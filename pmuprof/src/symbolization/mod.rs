//! # Symbol Resolution
//!
//! This module turns raw instruction pointers from the PMU log into function
//! names. Unlike a DWARF symbolizer it works from a flat symbol dump: every
//! symbol contributes a start address, and a function is assumed to extend
//! up to the start of the next symbol.
//!
//! ## Address Range Table
//!
//! ```text
//! symbol dump (any order)          sorted ranges
//! ─────────────────────────        ─────────────────────────────────────
//! 0000ff18 T f3                    f1  [0xff00, 0xff08)
//! 0000ff00 T f1        ──sort──▶   f2  [0xff08, 0xff18)
//! 0000ff08 t f2                    f3  [0xff18, u64::MAX)
//! ```
//!
//! Ranges are contiguous by construction: the high bound of range *i* is
//! the low bound of range *i + 1*. Nothing checks that a symbol really is
//! that long; the dump gives no sizes.
//!
//! ## Merge-Scan Resolution
//!
//! Resolution takes the sampled addresses **sorted ascending** and walks the
//! range table with a single forward cursor, so a whole profile resolves in
//! O(n + m). The cursor never moves backward: an address below the current
//! range (unsorted input, or an address before the first symbol) is an
//! [`AddressNotFound`](crate::domain::ProfileError::AddressNotFound) error,
//! as is one past the end of the table.
//!
//! ## Collaborators
//!
//! Symbol dumps and disassembly come from external tools behind two traits,
//! so the core can be driven with in-memory data:
//!
//! - [`SymbolSource`]: `nm -C <binary>` via [`NmSymbolSource`]
//! - [`Disassembler`]: `objdump -d` via [`ObjdumpDisassembler`]
//!
//! ## Example
//!
//! ```rust
//! use pmuprof::symbolization::{resolve_sorted, Symbol, SymbolTable};
//!
//! let table = SymbolTable::from_symbols(vec![
//!     Symbol::new("foo", 0xff00),
//!     Symbol::new("bar", 0xff02),
//! ]);
//! let resolution = resolve_sorted(&[0xff00, 0xff01, 0xff03], &table).unwrap();
//! assert_eq!(resolution.ranking, vec![(2, "foo".to_string()), (1, "bar".to_string())]);
//! ```

pub mod disassembly;
pub mod nm;
pub mod resolver;
pub mod symbol_table;

pub use disassembly::{parse_disassembly, Disassembler, DisassemblyLine, ObjdumpDisassembler};
pub use nm::{parse_symbol_dump, NmSymbolSource, SymbolSource};
pub use resolver::{resolve_sorted, Resolution};
pub use symbol_table::{Symbol, SymbolRange, SymbolTable};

▶ _Problem requirements_
Each line above that has the word "NmSymbolSource" should be copied.

▶ _Completed exercise_
//! - [`SymbolSource`]: `nm -C <binary>` via [`NmSymbolSource`]
pub use nm::{parse_symbol_dump, NmSymbolSource, SymbolSource};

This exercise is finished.